START SUPPLIED INFORMATION
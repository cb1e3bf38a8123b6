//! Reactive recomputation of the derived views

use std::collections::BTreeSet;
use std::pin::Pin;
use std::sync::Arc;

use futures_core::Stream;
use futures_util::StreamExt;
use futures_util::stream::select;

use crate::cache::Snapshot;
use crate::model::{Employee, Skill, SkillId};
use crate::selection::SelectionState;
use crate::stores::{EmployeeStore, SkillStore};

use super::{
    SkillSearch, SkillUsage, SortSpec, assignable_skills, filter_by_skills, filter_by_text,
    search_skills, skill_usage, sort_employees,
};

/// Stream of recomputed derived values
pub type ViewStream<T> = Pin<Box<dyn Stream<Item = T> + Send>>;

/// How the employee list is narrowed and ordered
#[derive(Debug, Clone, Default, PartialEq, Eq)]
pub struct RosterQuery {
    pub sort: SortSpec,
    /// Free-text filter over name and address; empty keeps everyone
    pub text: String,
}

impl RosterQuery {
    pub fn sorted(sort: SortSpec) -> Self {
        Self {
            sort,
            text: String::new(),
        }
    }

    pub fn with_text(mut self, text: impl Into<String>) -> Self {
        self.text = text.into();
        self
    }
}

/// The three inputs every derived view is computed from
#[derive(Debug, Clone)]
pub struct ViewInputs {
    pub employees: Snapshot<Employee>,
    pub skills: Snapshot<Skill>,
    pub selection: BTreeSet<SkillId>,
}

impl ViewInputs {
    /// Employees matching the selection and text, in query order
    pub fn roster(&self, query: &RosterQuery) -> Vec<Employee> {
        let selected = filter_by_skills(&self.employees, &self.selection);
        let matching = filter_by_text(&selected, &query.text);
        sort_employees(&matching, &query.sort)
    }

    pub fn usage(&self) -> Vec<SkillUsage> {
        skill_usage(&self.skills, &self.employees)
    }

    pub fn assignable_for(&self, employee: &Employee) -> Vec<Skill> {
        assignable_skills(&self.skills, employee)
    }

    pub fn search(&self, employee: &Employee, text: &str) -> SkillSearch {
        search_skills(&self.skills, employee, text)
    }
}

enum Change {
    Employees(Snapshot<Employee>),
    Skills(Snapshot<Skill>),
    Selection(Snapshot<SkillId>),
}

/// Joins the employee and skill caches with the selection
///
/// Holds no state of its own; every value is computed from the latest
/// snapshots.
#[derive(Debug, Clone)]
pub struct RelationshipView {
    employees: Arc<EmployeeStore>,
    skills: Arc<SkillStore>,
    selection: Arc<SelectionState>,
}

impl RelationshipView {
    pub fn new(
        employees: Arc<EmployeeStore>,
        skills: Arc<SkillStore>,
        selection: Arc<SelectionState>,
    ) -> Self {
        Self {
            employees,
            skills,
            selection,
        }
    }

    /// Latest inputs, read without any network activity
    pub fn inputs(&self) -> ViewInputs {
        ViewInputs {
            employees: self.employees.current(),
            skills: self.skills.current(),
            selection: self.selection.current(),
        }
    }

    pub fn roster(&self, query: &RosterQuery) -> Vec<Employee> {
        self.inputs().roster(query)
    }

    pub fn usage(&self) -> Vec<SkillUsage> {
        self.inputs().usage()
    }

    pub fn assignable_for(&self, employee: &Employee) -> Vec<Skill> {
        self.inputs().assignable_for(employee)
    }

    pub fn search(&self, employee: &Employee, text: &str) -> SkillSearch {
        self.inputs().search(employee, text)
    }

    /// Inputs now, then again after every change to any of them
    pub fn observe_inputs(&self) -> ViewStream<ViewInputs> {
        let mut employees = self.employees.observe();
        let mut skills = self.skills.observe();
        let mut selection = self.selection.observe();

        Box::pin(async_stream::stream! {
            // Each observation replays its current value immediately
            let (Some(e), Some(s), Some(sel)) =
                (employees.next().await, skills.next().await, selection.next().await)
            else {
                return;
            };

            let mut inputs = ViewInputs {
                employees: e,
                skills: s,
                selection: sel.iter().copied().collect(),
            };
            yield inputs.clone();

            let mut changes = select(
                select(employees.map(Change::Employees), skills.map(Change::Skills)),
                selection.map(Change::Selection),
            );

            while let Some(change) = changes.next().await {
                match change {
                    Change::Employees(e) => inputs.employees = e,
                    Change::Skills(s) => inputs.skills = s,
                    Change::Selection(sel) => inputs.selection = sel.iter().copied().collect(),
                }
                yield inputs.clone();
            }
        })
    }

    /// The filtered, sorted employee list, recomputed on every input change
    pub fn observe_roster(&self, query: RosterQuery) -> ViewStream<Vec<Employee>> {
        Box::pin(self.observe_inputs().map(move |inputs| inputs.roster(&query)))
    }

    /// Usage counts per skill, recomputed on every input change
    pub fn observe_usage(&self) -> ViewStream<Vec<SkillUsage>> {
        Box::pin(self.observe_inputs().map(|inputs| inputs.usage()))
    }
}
END SUPPLIED INFORMATION
■ **YOUR GOAL**: Read through the entries, then copy every line where the string "SortSpec" is found.

■ **ANSWER SPACE**:
    SkillSearch, SkillUsage, SortSpec, assignable_skills, filter_by_skills, filter_by_text,
    pub sort: SortSpec,
    pub fn sorted(sort: SortSpec) -> Self {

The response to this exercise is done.